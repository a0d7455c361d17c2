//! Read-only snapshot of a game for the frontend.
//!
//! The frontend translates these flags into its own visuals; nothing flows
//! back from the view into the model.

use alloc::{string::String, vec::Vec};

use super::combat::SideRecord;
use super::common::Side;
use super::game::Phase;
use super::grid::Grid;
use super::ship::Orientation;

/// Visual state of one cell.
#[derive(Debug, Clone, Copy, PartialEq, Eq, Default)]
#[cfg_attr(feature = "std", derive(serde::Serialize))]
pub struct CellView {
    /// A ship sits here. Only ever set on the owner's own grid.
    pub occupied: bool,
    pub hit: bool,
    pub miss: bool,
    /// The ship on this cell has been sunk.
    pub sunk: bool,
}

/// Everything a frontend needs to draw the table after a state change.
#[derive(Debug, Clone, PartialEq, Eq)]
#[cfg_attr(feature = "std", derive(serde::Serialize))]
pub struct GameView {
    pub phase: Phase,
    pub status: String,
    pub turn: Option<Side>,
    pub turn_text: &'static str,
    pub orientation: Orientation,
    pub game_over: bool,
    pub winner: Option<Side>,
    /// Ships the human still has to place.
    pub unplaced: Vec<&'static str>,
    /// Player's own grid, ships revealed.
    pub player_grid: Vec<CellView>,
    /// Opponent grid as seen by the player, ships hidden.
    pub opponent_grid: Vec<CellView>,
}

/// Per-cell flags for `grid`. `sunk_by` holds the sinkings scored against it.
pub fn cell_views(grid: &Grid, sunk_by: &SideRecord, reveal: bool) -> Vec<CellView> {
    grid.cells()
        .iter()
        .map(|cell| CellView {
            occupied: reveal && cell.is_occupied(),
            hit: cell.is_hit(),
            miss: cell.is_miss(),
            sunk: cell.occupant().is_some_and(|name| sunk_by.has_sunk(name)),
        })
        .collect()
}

=-=-=

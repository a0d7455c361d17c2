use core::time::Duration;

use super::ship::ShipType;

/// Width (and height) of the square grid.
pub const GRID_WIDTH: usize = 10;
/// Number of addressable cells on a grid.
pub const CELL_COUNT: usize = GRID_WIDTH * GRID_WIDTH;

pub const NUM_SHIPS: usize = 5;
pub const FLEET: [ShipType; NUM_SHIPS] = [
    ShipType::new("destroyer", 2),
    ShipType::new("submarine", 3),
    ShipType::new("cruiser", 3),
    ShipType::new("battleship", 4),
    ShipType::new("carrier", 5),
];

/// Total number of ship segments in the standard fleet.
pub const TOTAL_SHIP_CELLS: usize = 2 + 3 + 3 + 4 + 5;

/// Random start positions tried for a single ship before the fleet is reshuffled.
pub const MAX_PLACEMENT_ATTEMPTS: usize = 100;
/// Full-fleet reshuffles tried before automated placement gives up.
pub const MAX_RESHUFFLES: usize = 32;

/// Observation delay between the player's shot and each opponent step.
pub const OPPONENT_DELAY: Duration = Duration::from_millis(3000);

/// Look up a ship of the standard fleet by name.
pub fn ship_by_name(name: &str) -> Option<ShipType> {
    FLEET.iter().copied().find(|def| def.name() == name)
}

=-=-=

### PROBLEM
Filter the records for lines holding the string "Duration". Copy each one.

### ANSWER SECTION
use core::time::Duration;
pub const OPPONENT_DELAY: Duration = Duration::from_millis(3000);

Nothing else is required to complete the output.